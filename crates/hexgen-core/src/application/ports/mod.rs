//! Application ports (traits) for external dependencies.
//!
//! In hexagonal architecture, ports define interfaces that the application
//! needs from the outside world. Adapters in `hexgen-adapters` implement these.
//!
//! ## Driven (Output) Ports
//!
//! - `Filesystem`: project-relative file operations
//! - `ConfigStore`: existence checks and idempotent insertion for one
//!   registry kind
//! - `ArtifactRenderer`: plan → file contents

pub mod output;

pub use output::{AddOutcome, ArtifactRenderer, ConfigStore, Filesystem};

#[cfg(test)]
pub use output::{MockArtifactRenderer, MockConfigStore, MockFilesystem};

#####

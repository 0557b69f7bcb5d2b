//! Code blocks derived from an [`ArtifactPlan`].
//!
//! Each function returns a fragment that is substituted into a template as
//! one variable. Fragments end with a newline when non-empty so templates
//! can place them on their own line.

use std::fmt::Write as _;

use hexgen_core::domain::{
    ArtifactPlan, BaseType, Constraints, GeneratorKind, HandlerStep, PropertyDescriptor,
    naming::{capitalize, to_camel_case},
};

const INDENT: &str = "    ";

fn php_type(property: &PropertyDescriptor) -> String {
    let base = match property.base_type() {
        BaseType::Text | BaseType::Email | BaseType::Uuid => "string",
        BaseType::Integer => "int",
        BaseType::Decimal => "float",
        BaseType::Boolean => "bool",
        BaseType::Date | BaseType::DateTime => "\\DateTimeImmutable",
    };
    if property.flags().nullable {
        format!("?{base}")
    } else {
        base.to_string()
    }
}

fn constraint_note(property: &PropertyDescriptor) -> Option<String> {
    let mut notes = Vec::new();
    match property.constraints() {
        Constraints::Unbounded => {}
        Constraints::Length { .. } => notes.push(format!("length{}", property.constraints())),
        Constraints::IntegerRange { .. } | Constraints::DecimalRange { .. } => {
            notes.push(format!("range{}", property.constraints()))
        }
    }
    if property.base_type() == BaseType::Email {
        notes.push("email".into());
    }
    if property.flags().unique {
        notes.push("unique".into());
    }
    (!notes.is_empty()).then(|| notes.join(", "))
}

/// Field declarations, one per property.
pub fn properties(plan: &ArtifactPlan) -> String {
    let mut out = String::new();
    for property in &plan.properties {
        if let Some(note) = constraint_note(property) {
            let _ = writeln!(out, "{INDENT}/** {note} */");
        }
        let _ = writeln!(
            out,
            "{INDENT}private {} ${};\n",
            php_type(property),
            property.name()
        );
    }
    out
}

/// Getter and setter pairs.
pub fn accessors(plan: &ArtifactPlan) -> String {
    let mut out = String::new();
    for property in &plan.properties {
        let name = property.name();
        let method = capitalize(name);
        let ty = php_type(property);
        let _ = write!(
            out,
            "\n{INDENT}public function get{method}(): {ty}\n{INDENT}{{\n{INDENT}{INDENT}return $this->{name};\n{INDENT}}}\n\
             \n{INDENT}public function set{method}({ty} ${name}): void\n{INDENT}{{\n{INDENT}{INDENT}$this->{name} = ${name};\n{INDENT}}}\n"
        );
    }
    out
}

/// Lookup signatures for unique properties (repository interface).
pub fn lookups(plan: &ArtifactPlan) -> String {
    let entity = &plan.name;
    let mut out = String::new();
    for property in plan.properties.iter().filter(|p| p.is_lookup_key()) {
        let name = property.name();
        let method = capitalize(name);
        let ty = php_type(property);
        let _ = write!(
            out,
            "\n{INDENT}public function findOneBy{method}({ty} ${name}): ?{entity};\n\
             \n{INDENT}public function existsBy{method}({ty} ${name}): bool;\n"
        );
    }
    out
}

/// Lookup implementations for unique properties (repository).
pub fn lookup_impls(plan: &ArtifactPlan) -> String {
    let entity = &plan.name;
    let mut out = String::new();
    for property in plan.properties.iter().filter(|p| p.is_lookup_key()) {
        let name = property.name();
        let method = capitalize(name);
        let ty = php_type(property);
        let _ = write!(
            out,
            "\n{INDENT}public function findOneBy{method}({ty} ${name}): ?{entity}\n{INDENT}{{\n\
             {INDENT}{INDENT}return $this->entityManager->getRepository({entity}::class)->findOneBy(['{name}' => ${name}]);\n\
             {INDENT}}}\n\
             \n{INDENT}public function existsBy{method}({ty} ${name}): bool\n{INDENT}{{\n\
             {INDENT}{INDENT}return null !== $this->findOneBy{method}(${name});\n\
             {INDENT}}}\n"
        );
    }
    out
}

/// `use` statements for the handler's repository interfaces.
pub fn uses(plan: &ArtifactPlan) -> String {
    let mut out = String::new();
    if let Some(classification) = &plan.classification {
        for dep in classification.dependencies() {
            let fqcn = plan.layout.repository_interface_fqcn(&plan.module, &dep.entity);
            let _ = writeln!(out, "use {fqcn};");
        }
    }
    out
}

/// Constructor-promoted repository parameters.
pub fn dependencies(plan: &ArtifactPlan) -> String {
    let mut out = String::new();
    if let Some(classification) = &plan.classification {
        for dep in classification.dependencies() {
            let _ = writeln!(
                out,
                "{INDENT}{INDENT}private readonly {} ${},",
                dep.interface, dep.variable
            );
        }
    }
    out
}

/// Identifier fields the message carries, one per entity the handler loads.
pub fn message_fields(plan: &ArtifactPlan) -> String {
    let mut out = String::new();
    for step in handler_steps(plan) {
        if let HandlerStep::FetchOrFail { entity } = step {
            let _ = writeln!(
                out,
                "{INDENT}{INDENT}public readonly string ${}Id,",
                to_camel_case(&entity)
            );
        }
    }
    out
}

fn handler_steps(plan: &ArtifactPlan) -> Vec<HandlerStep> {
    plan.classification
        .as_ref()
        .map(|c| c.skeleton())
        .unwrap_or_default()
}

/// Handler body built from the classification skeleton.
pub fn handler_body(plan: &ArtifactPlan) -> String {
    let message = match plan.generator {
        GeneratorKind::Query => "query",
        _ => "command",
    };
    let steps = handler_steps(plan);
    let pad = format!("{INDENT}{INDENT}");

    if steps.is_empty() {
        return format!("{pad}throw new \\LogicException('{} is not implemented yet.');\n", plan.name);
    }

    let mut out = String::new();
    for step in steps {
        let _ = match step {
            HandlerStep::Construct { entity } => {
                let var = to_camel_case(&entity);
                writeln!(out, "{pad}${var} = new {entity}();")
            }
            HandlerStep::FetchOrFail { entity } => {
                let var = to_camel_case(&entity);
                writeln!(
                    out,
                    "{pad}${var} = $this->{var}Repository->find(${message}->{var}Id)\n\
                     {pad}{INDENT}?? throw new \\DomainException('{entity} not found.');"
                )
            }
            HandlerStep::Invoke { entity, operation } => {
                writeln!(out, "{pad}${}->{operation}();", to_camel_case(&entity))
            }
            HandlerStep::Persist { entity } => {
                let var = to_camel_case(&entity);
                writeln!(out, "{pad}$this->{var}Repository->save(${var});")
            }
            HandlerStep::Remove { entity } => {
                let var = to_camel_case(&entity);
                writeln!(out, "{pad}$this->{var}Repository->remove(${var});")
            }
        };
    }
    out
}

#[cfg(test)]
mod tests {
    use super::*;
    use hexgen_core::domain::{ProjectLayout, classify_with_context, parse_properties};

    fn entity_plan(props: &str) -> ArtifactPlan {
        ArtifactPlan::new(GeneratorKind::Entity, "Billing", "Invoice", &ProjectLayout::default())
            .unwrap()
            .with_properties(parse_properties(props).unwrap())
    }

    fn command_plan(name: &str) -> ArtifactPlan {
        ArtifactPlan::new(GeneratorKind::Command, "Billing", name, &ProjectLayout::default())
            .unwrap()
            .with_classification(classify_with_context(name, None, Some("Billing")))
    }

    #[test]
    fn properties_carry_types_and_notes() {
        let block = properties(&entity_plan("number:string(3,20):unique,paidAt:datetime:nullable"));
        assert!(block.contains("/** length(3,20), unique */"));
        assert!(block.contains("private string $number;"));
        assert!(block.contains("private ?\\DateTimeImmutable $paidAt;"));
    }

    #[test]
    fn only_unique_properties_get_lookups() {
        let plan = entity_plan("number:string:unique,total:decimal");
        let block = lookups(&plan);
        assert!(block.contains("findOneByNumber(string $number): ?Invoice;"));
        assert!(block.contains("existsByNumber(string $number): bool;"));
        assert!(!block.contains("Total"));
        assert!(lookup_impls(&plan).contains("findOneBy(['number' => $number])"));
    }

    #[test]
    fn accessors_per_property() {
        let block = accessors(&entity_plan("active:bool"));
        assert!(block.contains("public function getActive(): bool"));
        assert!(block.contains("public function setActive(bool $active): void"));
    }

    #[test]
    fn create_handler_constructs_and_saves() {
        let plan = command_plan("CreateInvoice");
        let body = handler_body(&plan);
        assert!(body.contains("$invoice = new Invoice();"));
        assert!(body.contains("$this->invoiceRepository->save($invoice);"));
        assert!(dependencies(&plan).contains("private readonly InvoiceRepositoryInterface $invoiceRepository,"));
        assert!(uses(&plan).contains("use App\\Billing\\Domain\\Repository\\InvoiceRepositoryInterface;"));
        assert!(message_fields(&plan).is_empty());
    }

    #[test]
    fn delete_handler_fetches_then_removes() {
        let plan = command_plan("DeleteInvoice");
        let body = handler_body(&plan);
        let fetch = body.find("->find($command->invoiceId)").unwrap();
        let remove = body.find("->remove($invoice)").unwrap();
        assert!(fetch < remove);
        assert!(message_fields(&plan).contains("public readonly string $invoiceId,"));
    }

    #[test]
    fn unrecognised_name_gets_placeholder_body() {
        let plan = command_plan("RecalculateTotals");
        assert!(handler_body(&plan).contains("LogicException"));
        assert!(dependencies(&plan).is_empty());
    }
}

#####

• Required work: From the line containing "filename crates/hexgen-core/src/application/ports/mod.rs" down to the line containing "project-relative file operations" in the material above, reproduce every line exactly, including the two end lines.

• Response:
filename crates/hexgen-core/src/application/ports/mod.rs
//! Application ports (traits) for external dependencies.
//!
//! In hexagonal architecture, ports define interfaces that the application
//! needs from the outside world. Adapters in `hexgen-adapters` implement these.
//!
//! ## Driven (Output) Ports
//!
//! - `Filesystem`: project-relative file operations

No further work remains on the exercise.